___ Task material ___

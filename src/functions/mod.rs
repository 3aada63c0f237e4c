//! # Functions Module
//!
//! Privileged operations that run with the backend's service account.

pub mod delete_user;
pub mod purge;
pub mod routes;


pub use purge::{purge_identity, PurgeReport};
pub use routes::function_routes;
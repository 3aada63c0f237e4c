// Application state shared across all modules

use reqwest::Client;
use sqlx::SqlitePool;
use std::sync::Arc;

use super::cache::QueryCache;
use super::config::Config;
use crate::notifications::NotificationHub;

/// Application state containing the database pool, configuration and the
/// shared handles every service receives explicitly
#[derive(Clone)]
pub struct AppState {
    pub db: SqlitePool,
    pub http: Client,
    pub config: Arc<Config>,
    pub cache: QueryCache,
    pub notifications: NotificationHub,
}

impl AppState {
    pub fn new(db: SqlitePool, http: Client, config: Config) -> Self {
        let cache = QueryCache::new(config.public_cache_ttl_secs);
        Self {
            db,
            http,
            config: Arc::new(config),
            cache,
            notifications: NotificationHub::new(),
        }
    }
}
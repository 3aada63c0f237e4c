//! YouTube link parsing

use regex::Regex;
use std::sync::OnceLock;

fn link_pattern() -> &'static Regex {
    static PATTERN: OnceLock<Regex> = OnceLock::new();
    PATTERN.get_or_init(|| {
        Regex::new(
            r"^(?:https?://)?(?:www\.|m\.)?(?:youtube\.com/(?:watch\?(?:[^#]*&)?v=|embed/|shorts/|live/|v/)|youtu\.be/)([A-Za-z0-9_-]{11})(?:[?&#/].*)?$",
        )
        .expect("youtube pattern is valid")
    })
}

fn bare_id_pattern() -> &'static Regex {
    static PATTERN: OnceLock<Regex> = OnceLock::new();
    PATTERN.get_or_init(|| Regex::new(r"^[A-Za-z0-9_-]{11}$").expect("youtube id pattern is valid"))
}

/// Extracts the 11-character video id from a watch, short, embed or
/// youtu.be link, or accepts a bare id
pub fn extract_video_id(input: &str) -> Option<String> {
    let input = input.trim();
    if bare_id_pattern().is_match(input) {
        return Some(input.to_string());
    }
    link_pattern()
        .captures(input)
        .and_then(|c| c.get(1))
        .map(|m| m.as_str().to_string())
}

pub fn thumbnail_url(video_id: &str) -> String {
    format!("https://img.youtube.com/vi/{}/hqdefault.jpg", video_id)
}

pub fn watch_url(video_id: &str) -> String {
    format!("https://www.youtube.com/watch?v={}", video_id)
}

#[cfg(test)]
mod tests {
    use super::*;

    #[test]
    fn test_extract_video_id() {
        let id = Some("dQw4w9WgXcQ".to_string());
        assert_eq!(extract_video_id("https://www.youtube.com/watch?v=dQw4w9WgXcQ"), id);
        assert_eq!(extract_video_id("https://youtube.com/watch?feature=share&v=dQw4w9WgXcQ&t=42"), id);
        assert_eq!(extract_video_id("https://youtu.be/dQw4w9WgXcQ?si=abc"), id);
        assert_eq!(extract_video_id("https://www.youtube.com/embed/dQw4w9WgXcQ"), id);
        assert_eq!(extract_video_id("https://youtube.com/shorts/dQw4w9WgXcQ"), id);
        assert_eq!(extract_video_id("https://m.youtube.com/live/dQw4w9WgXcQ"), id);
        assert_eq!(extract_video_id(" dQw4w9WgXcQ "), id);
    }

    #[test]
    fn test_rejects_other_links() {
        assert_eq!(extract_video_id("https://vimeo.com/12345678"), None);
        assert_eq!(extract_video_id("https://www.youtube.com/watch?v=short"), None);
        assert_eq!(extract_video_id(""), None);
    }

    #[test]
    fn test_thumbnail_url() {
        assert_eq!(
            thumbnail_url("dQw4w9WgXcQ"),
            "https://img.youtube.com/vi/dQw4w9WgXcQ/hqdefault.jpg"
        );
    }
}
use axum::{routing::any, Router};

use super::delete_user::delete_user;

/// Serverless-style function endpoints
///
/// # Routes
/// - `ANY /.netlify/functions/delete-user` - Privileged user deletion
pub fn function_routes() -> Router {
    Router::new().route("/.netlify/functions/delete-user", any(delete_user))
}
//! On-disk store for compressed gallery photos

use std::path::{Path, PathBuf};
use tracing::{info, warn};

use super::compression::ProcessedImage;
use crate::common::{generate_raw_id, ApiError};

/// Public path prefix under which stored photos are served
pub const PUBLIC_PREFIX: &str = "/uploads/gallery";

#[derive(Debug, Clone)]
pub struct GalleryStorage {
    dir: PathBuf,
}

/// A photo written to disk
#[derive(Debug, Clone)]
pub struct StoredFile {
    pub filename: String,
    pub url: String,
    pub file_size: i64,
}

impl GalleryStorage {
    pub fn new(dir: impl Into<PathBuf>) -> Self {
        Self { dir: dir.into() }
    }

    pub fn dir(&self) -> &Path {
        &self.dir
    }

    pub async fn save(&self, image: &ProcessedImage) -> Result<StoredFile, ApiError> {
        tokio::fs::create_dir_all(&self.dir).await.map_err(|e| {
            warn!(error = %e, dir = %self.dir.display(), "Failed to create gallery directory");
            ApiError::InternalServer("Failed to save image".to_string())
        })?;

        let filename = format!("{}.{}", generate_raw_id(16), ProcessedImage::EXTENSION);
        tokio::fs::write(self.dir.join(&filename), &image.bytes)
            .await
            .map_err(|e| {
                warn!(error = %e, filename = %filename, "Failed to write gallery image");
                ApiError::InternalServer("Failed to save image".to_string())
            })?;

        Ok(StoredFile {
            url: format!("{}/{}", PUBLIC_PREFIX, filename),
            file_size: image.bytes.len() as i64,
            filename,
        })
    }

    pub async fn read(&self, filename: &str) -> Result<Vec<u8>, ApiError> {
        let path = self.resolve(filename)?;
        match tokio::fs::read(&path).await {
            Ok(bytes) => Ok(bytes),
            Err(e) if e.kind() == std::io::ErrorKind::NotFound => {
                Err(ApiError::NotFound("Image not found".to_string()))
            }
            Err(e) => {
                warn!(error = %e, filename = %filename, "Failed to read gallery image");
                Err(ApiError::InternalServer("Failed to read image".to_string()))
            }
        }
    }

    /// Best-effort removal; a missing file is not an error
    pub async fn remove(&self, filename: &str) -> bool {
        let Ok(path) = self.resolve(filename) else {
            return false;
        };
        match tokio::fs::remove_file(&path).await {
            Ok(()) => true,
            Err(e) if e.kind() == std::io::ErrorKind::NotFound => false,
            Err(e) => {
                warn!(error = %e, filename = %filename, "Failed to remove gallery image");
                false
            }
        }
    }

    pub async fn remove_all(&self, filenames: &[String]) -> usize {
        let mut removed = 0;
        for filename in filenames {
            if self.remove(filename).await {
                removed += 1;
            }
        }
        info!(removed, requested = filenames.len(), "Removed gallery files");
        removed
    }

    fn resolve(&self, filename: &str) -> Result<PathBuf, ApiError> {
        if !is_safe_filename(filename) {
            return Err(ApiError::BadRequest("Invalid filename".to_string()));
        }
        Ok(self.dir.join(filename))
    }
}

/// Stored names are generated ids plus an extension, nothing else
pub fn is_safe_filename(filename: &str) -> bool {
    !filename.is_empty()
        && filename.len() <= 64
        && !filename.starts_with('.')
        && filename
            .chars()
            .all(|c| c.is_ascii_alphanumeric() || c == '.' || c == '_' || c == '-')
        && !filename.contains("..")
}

___
___ Task material ___

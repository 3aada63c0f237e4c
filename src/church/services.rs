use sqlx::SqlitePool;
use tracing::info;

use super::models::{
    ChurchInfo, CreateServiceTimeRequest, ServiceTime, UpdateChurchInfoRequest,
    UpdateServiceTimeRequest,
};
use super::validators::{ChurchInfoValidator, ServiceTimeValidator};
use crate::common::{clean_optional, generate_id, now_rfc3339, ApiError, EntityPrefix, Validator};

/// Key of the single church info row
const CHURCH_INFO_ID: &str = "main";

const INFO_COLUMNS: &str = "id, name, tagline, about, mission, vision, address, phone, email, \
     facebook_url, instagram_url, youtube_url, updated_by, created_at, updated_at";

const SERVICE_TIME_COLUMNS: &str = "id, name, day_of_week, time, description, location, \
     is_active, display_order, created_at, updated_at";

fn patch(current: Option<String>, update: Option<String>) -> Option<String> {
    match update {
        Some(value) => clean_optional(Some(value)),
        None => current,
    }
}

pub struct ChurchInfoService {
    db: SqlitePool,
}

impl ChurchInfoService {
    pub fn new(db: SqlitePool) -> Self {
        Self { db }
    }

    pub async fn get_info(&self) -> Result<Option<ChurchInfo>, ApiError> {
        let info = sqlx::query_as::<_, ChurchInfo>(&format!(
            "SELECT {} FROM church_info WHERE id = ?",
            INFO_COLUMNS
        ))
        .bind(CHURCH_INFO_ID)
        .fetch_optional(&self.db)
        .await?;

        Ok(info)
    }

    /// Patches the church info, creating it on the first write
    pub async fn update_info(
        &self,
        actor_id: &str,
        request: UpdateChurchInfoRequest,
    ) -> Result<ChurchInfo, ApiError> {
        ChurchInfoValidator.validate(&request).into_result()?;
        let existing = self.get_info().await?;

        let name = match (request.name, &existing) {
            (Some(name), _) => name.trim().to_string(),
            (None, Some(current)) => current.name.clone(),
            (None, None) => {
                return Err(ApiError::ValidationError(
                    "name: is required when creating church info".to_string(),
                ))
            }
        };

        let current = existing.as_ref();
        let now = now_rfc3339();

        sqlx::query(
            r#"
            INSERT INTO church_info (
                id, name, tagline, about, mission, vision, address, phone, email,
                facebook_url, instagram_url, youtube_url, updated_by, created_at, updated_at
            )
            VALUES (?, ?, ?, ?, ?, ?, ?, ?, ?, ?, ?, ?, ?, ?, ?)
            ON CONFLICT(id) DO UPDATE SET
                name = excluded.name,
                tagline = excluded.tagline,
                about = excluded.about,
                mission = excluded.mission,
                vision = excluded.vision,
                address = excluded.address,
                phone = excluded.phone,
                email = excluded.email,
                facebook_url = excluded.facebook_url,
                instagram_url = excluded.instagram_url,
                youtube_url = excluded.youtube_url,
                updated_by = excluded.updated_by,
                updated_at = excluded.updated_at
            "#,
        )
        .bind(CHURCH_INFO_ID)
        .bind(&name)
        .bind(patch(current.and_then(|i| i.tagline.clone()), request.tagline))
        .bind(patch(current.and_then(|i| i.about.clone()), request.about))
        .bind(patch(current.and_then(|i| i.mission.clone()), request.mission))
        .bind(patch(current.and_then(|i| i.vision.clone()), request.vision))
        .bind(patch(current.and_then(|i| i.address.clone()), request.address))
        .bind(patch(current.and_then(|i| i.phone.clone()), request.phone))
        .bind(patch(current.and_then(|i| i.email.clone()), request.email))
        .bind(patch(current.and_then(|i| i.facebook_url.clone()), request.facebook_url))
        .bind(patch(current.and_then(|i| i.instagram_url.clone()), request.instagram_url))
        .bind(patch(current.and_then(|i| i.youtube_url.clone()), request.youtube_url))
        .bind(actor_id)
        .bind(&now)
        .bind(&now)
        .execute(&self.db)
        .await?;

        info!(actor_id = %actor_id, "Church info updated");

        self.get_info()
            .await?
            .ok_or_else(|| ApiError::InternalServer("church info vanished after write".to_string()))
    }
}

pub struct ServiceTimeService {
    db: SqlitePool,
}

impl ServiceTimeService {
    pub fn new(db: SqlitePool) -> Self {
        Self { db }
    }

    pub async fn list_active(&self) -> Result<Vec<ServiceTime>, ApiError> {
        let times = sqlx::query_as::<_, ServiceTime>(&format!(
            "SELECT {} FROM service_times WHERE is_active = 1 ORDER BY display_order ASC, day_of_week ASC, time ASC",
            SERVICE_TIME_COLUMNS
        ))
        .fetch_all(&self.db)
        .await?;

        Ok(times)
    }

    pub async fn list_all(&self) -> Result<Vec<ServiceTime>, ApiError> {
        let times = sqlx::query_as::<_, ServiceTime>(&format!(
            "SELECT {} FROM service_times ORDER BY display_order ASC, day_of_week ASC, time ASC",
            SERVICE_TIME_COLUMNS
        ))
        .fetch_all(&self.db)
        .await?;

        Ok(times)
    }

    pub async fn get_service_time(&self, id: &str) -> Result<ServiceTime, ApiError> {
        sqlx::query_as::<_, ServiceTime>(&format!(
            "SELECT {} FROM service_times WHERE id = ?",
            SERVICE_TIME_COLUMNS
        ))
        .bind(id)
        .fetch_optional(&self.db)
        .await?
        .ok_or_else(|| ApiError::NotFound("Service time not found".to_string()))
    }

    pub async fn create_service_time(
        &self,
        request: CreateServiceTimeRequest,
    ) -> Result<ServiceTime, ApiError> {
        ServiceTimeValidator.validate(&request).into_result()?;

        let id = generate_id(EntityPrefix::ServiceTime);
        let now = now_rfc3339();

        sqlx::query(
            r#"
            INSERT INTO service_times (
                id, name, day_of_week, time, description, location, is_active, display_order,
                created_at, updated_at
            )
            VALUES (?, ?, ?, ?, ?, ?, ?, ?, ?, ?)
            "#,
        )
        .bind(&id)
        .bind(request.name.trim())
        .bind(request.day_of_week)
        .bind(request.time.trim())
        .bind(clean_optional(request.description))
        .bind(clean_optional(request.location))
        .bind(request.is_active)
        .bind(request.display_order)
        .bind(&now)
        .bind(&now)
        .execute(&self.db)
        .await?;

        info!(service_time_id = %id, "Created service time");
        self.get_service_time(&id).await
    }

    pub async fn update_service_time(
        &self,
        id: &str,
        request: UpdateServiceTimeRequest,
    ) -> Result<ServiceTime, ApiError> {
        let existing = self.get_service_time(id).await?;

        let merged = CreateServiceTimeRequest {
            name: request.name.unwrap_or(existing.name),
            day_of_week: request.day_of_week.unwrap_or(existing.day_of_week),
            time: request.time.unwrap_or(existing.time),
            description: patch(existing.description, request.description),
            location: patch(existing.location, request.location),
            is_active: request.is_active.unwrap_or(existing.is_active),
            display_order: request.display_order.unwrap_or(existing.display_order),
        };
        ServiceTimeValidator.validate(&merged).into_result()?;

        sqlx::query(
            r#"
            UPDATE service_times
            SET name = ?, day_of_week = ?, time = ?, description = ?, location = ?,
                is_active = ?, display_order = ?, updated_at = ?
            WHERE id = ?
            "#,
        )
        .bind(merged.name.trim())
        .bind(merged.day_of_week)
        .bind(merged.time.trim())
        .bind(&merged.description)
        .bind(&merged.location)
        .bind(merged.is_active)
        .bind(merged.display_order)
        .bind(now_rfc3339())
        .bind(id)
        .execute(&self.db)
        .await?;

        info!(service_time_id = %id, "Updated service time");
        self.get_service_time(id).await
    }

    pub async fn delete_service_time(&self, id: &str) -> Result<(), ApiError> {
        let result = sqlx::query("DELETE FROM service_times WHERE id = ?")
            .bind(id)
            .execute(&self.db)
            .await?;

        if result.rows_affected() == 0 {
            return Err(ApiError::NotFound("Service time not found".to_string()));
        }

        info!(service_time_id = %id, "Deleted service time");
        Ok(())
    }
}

___

Exercise description → Number of lines above holding "filenames"? Give that number alone.

Answer space → 3